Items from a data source
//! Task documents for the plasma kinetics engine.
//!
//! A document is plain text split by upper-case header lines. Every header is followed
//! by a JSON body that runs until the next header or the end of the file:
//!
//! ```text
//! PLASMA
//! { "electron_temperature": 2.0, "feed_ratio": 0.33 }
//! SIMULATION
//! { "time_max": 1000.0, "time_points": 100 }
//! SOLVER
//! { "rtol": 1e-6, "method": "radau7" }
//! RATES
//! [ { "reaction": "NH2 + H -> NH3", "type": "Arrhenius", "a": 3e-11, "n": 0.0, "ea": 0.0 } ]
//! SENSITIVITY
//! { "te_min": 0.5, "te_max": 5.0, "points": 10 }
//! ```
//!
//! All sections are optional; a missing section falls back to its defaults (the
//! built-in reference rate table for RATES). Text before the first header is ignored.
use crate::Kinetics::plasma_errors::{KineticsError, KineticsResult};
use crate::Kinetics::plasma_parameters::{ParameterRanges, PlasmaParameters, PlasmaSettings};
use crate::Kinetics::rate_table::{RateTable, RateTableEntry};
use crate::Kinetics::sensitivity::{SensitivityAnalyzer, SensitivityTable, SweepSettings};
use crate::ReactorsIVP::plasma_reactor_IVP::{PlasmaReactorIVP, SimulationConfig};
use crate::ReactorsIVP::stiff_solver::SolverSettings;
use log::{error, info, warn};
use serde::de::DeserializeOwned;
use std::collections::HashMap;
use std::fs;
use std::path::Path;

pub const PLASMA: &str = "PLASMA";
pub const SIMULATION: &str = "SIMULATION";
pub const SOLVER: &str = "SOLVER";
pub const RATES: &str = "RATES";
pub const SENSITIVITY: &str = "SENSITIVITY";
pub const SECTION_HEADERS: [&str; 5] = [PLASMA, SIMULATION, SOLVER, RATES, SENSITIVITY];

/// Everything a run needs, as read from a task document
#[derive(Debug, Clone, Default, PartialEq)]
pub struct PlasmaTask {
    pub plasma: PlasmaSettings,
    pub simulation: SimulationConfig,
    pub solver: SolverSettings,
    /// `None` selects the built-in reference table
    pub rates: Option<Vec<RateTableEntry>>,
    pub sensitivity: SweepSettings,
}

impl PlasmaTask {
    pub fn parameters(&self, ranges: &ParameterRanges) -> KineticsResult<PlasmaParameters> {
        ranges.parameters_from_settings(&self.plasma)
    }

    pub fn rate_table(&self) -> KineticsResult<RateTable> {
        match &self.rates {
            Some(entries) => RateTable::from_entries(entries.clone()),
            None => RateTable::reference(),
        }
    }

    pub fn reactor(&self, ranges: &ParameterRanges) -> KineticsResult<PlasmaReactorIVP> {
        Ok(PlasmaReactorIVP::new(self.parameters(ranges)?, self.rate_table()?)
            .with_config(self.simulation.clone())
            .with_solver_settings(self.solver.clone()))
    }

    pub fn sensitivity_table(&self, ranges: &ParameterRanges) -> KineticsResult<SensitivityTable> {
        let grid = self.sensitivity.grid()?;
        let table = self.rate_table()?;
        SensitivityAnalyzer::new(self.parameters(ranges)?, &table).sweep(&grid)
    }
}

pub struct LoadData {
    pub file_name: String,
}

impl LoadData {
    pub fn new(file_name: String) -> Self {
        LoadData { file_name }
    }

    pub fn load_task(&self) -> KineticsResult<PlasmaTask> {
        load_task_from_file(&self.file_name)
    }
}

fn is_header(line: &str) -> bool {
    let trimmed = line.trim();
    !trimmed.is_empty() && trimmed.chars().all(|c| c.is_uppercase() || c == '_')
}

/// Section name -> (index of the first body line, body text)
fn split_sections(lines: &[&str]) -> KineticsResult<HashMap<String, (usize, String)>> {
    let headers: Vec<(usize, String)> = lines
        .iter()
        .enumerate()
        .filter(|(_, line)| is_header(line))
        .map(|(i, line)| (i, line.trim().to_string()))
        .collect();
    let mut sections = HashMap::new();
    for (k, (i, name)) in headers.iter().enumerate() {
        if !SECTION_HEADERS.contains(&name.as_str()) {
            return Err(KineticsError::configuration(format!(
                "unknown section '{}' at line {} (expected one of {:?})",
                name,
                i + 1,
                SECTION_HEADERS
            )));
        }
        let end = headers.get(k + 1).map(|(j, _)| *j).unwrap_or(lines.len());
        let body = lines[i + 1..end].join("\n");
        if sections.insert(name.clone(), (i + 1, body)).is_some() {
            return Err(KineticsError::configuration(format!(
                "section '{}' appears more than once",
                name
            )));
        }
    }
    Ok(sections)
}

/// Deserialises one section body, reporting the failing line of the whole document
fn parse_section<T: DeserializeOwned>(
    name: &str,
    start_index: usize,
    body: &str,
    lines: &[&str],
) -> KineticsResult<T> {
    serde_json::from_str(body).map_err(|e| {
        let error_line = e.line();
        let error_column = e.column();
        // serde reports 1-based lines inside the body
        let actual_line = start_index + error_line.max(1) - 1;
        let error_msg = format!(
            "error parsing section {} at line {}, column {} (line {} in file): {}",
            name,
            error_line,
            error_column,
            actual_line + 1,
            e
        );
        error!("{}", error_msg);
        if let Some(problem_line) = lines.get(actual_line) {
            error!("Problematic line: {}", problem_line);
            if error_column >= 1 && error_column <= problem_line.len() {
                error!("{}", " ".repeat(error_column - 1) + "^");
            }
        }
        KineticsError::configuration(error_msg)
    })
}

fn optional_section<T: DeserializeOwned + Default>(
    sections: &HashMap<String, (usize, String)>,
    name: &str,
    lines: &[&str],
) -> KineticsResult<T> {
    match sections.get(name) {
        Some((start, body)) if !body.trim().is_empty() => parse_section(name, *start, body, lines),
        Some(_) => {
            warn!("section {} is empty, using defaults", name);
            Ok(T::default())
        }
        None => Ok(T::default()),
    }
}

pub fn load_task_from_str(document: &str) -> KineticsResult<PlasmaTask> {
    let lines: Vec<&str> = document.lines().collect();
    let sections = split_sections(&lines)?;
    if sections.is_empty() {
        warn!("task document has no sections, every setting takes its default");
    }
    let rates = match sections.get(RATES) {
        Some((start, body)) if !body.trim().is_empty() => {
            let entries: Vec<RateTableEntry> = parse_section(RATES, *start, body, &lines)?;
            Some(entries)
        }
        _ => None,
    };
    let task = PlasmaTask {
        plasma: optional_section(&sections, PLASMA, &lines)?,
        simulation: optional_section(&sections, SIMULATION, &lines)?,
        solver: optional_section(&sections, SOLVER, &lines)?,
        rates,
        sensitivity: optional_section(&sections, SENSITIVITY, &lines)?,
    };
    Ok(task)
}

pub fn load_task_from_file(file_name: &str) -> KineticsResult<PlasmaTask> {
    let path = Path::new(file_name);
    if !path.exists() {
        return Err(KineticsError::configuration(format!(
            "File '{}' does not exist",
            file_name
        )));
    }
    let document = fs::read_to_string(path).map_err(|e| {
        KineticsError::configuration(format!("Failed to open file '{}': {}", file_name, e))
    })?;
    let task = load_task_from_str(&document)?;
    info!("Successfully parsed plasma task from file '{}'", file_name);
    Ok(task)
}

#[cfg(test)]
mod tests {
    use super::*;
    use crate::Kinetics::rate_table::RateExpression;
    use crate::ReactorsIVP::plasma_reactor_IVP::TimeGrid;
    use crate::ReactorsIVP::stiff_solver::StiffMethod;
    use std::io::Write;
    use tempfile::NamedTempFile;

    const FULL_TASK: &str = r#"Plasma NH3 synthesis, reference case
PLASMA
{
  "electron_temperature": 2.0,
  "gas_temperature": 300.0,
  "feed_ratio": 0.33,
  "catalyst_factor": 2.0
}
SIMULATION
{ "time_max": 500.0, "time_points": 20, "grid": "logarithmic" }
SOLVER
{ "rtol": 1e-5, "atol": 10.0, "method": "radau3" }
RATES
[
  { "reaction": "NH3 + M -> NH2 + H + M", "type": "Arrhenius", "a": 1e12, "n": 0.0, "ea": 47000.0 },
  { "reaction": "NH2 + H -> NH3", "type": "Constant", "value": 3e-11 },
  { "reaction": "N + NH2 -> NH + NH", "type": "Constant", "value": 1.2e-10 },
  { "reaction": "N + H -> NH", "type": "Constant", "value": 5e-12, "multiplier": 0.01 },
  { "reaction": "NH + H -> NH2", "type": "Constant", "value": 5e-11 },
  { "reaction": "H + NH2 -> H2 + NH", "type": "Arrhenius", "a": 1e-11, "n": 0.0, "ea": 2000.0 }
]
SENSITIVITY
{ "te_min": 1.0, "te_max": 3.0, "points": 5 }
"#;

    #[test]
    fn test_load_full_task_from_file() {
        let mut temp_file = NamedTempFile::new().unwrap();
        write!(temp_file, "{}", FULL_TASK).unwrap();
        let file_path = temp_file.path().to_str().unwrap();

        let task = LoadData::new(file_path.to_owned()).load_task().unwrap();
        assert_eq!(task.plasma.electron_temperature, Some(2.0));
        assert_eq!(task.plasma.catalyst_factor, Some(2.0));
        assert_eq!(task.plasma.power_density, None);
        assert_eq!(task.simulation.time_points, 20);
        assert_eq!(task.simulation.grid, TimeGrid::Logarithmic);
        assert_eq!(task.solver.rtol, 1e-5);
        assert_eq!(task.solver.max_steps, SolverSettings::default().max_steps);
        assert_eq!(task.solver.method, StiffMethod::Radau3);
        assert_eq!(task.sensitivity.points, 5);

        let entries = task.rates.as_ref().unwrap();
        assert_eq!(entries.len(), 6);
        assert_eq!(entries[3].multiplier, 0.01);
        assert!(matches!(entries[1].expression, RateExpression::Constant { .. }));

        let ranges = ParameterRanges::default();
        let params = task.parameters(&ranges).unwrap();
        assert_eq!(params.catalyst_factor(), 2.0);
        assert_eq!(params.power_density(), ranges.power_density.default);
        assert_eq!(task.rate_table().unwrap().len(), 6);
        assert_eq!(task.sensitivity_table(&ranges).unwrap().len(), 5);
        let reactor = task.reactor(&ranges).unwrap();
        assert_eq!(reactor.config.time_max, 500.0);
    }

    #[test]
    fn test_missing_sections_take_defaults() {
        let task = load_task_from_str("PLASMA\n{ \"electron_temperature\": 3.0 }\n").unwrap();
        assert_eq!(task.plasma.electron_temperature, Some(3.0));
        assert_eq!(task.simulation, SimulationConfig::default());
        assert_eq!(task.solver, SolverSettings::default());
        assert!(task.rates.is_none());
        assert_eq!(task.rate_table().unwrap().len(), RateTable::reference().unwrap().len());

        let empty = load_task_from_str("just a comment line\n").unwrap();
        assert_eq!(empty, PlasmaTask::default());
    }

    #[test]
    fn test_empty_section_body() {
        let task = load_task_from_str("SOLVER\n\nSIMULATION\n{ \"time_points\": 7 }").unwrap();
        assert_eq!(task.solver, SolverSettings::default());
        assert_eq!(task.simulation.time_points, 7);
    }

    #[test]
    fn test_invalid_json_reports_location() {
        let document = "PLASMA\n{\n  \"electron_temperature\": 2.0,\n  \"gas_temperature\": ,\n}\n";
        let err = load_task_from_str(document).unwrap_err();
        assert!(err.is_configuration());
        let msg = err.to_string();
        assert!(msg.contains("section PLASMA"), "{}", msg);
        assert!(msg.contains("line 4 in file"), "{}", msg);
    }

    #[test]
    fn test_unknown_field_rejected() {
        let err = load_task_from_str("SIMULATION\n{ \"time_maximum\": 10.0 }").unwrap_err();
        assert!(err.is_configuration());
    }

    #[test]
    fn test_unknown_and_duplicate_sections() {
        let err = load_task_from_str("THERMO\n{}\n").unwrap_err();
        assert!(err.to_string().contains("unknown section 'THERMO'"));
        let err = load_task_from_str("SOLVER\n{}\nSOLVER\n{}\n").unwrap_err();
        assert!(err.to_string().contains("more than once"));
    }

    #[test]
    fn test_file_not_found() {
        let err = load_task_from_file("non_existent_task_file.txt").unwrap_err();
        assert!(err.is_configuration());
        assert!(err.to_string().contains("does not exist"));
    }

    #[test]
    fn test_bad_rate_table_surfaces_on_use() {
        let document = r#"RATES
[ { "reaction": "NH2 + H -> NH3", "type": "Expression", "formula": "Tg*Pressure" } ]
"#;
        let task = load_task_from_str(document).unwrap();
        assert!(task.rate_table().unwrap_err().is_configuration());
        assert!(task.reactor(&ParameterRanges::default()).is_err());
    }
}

▶ [PROMPT]: Please state how many lines of the data hold the string "Constant", with nothing else in your reply.

▶ [ANSWER FOR THIS EXERCISE]: 5